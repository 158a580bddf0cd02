//! Line-oriented diffing with semantic heuristics, plus a unified-diff
//! renderer.
//!
//! [`ReDiff`] computes a scored line diff built on the hybrid LCS engine;
//! [`unified_diff`] formats the result as a standard unified diff:
//!
//! ```
//! use core_diff::{UnifiedDiffOptions, unified_diff};
//!
//! let diff = unified_diff("a\nb\n", "a\nc\n", "expected", "actual",
//!                         &UnifiedDiffOptions::new());
//! assert!(diff.starts_with("--- expected\n+++ actual\n"));
//!
//! // Identical inputs produce the empty string.
//! assert_eq!(unified_diff("x\n", "x\n", "l", "r", &UnifiedDiffOptions::new()), "");
//! ```

mod chunk;
mod entry;
mod rediff;
mod unified;

pub use chunk::{ChunkKind, DiffChunk};
pub use entry::{ProcessedEntry, ScoreMatrix, default_score_matrix};
pub use rediff::ReDiff;
pub use unified::{UnifiedDiffColorizer, UnifiedDiffOptions, unified_diff};
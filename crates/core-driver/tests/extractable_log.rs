//! Tests for the extractable-text log channel, capturing the runner's
//! tracing output.

use std::io;
use std::sync::{Arc, Mutex};

use core_driver::{DriverConfig, TestFile, log_extractable_text};

/// An `io::Write` that appends into shared memory, so the subscriber's
/// output can be inspected after the fact.
#[derive(Clone, Default)]
struct CapturedLog(Arc<Mutex<Vec<u8>>>);

impl CapturedLog {
    fn contents(&self) -> String {
        String::from_utf8_lossy(&self.0.lock().expect("log poisoned")).into_owned()
    }
}

impl io::Write for CapturedLog {
    fn write(&mut self, buf: &[u8]) -> io::Result<usize> {
        self.0.lock().expect("log poisoned").extend_from_slice(buf);
        Ok(buf.len())
    }

    fn flush(&mut self) -> io::Result<()> {
        Ok(())
    }
}

fn capture_logs(run: impl FnOnce()) -> String {
    let log = CapturedLog::default();
    let subscriber = tracing_subscriber::fmt()
        .with_max_level(tracing::Level::INFO)
        .with_writer({
            let log = log.clone();
            move || log.clone()
        })
        .finish();
    tracing::subscriber::with_default(subscriber, run);
    log.contents()
}

#[test]
fn extractable_text_is_delimited() {
    let logged = capture_logs(|| {
        log_extractable_text("some/file.test", "line 1\nline 2\n");
    });
    assert!(logged.contains("****TEST_OUTPUT_BEGIN**** NEW_TEST_RUN some/file.test"));
    assert!(logged.contains("line 1\nline 2\n****TEST_OUTPUT_END****"));
}

#[test]
fn long_text_splits_into_multiple_blocks() {
    let mut text = String::new();
    for i in 0..400 {
        text.push_str(&format!("line {i} {}\n", "x".repeat(100)));
    }
    let logged = capture_logs(|| {
        log_extractable_text("big.test", &text);
    });
    let begins = logged.matches("****TEST_OUTPUT_BEGIN****").count();
    assert!(begins >= 3, "expected several blocks, got {begins}");
    // Only the first block carries the run marker.
    assert_eq!(logged.matches("NEW_TEST_RUN").count(), 1);
    assert_eq!(logged.matches("****TEST_OUTPUT_END****").count(), begins);
}

#[test]
fn oversized_single_line_is_cut_with_marker() {
    let text = format!("{}\n", "y".repeat(40_000));
    let logged = capture_logs(|| {
        log_extractable_text("wide.test", &text);
    });
    assert!(logged.contains("***MERGE_TOO_LONG_LINE***"));
}

#[test]
fn runner_flush_logs_the_regenerated_file() {
    let logged = capture_logs(|| {
        let config = DriverConfig::new();
        let file = TestFile::from_contents("flushed.test", "abc\n--\nABC\n").unwrap();
        let mut runner = file.make_runner(&config);
        for handle in file.tests() {
            runner.run_test_case(&handle, |input, result| {
                result.add_test_output(input.to_uppercase());
            });
        }
        // Dropping the runner flushes the buffer to the log.
    });
    assert!(logged.contains("****TEST_OUTPUT_BEGIN**** NEW_TEST_RUN flushed.test"));
    assert!(logged.contains("abc\n--\nABC\n"));
}
//! Chunk collection helpers shared by the LCS kernels.
//!
//! Kernels report matches either front-to-back (`append_chunk`) or
//! back-to-front while walking backpointers (`append_reverse_chunk` followed
//! by `reorder_reverse_chunks`). Both paths merge adjacent chunks and drop
//! empty ones, so the resulting vector is always strictly increasing on both
//! axes with no two neighbors mergeable.

/// A run of identical items occurring in both sequences.
#[derive(Debug, Clone, Copy, PartialEq, Eq)]
pub struct Chunk {
    /// First common item in the left sequence.
    pub left: i32,
    /// First common item in the right sequence.
    pub right: i32,
    /// Number of identical items in both sequences.
    pub length: i32,
}

impl Chunk {
    pub fn new(left: i32, right: i32, length: i32) -> Self {
        Self {
            left,
            right,
            length,
        }
    }
}

/// Returns true if `after` starts immediately after `before` on both axes.
/// Overlapping chunks and chunks in the wrong order are not mergeable.
pub fn can_be_merged(before: &Chunk, after: &Chunk) -> bool {
    before.left + before.length == after.left && before.right + before.length == after.right
}

/// Appends a chunk, merging it into the last chunk where adjacent. Chunks
/// must be appended in ascending order. Empty chunks are ignored.
pub fn append_chunk(left: i32, right: i32, len: i32, chunks: &mut Vec<Chunk>) {
    if len == 0 {
        return;
    }
    let new_chunk = Chunk::new(left, right, len);
    match chunks.last_mut() {
        Some(last) if can_be_merged(last, &new_chunk) => last.length += len,
        _ => chunks.push(new_chunk),
    }
}

/// Same as [`append_chunk`] but for chunks appended in descending order.
pub fn append_reverse_chunk(left: i32, right: i32, len: i32, chunks: &mut Vec<Chunk>) {
    if len == 0 {
        return;
    }
    let new_chunk = Chunk::new(left, right, len);
    match chunks.last_mut() {
        Some(last) if can_be_merged(&new_chunk, last) => {
            last.left -= len;
            last.right -= len;
            last.length += len;
        }
        _ => chunks.push(new_chunk),
    }
}

/// Restores ascending order for the tail section built with
/// [`append_reverse_chunk`], starting at `first_chunk`. Merges the boundary
/// with the preceding ascending section where possible.
pub fn reorder_reverse_chunks(first_chunk: usize, chunks: &mut Vec<Chunk>) {
    if first_chunk > 0 {
        if let Some(&last) = chunks.last() {
            if can_be_merged(&chunks[first_chunk - 1], &last) {
                chunks[first_chunk - 1].length += last.length;
                chunks.pop();
            }
        }
    }
    chunks[first_chunk..].reverse();
}

#[cfg(test)]
mod tests {
    use super::*;

    #[test]
    fn append_merges_adjacent() {
        let mut chunks = Vec::new();
        append_chunk(0, 0, 2, &mut chunks);
        append_chunk(2, 2, 3, &mut chunks);
        assert_eq!(chunks, vec![Chunk::new(0, 0, 5)]);
    }

    #[test]
    fn append_keeps_gap() {
        let mut chunks = Vec::new();
        append_chunk(0, 0, 2, &mut chunks);
        append_chunk(3, 2, 1, &mut chunks);
        assert_eq!(chunks, vec![Chunk::new(0, 0, 2), Chunk::new(3, 2, 1)]);
    }

    #[test]
    fn append_drops_empty() {
        let mut chunks = Vec::new();
        append_chunk(4, 4, 0, &mut chunks);
        assert!(chunks.is_empty());
    }

    #[test]
    fn reverse_append_and_reorder() {
        let mut chunks = vec![Chunk::new(0, 0, 1)];
        append_reverse_chunk(7, 7, 1, &mut chunks);
        append_reverse_chunk(6, 6, 1, &mut chunks);
        append_reverse_chunk(3, 4, 2, &mut chunks);
        reorder_reverse_chunks(1, &mut chunks);
        assert_eq!(
            chunks,
            vec![
                Chunk::new(0, 0, 1),
                Chunk::new(3, 4, 2),
                Chunk::new(6, 6, 2),
            ]
        );
    }

    #[test]
    fn reorder_merges_with_prefix() {
        // The reverse tail ends where the ascending prefix stops.
        let mut chunks = vec![Chunk::new(0, 0, 2)];
        append_reverse_chunk(5, 5, 1, &mut chunks);
        append_reverse_chunk(2, 2, 2, &mut chunks);
        reorder_reverse_chunks(1, &mut chunks);
        assert_eq!(chunks, vec![Chunk::new(0, 0, 4), Chunk::new(5, 5, 1)]);
    }
}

▬▬▬

**Assigned task**
Search the entries for the word "where" and show every line that has it.

**Written solution**
/// Appends a chunk, merging it into the last chunk where adjacent. Chunks
/// with the preceding ascending section where possible.
        // The reverse tail ends where the ascending prefix stops.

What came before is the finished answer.